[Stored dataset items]
#[cfg(test)]
mod tests {
    use super::PatternLibrary;
    use crate::errors::RcaError;
    use crate::pattern::{FailurePattern, MatchRule};
    use crate::runtime::FakeClock;
    use crate::types::{FailureCategory, FailureRecord, SourceKind};
    use std::collections::BTreeMap;
    use std::sync::Arc;

    fn record(message: &str) -> FailureRecord {
        FailureRecord {
            id: "f-0001".to_string(),
            source_kind: SourceKind::Test,
            identifier: "case".to_string(),
            message: message.to_string(),
            trace: Vec::new(),
            context: BTreeMap::new(),
            observed_at: 0,
        }
    }

    fn pattern(id: &str, needle: &str) -> FailurePattern {
        FailurePattern::new(
            id,
            vec![MatchRule::substring(needle)],
            FailureCategory::Infrastructure,
            0.9,
        )
    }

    #[test]
    fn duplicate_matcher_set_is_rejected_without_touching_counters() {
        let library = PatternLibrary::new();
        library.insert(pattern("db-refused", "connection refused")).expect("insert");
        library.record_match("db-refused").expect("match");

        let err = library
            .insert(pattern("db-refused-2", "Connection Refused"))
            .expect_err("duplicate");
        assert!(matches!(err, RcaError::DuplicatePattern(_)));
        let err = library
            .insert(pattern("db-refused", "something else"))
            .expect_err("duplicate id");
        assert!(matches!(err, RcaError::DuplicatePattern(_)));

        let stored = library.get("db-refused").expect("get").expect("present");
        assert_eq!(stored.usage_count, 1);
        assert_eq!(library.len(), 1);
    }

    #[test]
    fn lookup_uses_token_index_and_unindexed_set() {
        let library = PatternLibrary::new();
        library.insert(pattern("db", "connection refused")).expect("db");
        library.insert(pattern("disk", "no space left")).expect("disk");
        library
            .insert(FailurePattern::new(
                "oom-kill",
                vec![MatchRule::key_equals("exit_code", "137")],
                FailureCategory::Environment,
                0.7,
            ))
            .expect("oom");

        let ids = library
            .lookup_candidates(&record("connection refused to db:5432"))
            .expect("lookup")
            .iter()
            .map(|entry| entry.pattern_id().to_string())
            .collect::<Vec<_>>();
        assert_eq!(ids, vec!["db".to_string(), "oom-kill".to_string()]);
    }

    #[test]
    fn needles_glued_inside_longer_words_stay_candidates() {
        let library = PatternLibrary::new();
        library.insert(pattern("timeout", "timeout")).expect("timeout");
        library
            .insert(FailurePattern::new(
                "numbered-error",
                vec![MatchRule::regex(r"error\d")],
                FailureCategory::Logic,
                0.6,
            ))
            .expect("regex");
        library.insert(pattern("space", "no space left")).expect("space");

        let ids = |message: &str| {
            library
                .lookup_candidates(&record(message))
                .expect("lookup")
                .iter()
                .map(|entry| entry.pattern_id().to_string())
                .collect::<Vec<_>>()
        };
        assert_eq!(ids("java.net.ConnectTimeoutException: db"), vec!["timeout"]);
        assert_eq!(ids("worker exited with error5"), vec!["numbered-error"]);
        assert!(ids("all good").is_empty());

        let entry = library.entry("timeout").expect("entry").expect("present");
        let rec = record("java.net.ConnectTimeoutException: db");
        assert!(entry.rules().iter().all(|rule| rule.fires(&rec)));
    }

    #[test]
    fn retired_patterns_stop_matching_but_remain_in_snapshot() {
        let library = PatternLibrary::new();
        library.insert(pattern("db", "connection refused")).expect("db");
        let before = library.version();
        library.retire("db").expect("retire");
        assert!(library.version() > before);

        assert!(library
            .lookup_candidates(&record("connection refused"))
            .expect("lookup")
            .is_empty());
        let snapshot = library.snapshot().expect("snapshot");
        assert_eq!(snapshot.len(), 1);
        assert!(snapshot[0].retired);
        assert_eq!(library.active_len(), 0);

        // The matcher set is free again once its owner is retired.
        library.insert(pattern("db-v2", "connection refused")).expect("reinsert");
        assert!(matches!(
            library.retire("missing"),
            Err(RcaError::PatternNotFound(_))
        ));
    }

    #[test]
    fn record_match_updates_counters_with_clock_time() {
        let clock = FakeClock::at_unix_ms(42_000);
        let library = PatternLibrary::with_clock(Arc::new(clock));
        library.insert(pattern("db", "connection refused")).expect("db");
        assert_eq!(library.record_match("db").expect("first"), 1);
        assert_eq!(library.record_match("db").expect("second"), 2);
        let stored = library.get("db").expect("get").expect("present");
        assert_eq!(stored.last_matched_at, Some(42_000));
    }

    #[test]
    fn concurrent_record_match_loses_no_increments() {
        let library = Arc::new(PatternLibrary::new());
        library.insert(pattern("db", "connection refused")).expect("db");
        let handles = (0..8)
            .map(|_| {
                let library = Arc::clone(&library);
                std::thread::spawn(move || {
                    for _ in 0..250 {
                        library.record_match("db").expect("match");
                    }
                })
            })
            .collect::<Vec<_>>();
        for handle in handles {
            handle.join().expect("join");
        }
        assert_eq!(
            library.get("db").expect("get").expect("present").usage_count,
            2_000
        );
    }

    #[test]
    fn unavailable_library_fails_reads_and_writes() {
        let library = PatternLibrary::new();
        library.mark_unavailable("backend down");
        assert!(matches!(
            library.lookup_candidates(&record("x")),
            Err(RcaError::LibraryUnavailable(reason)) if reason == "backend down"
        ));
        assert!(library.insert(pattern("db", "connection refused")).is_err());
        library.mark_available();
        assert!(library.insert(pattern("db", "connection refused")).is_ok());
    }
}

[Exercise requirements] Copy out every line from the records that has the word "kill".

[Answer to this task]
                "oom-kill",
        assert_eq!(ids, vec!["db".to_string(), "oom-kill".to_string()]);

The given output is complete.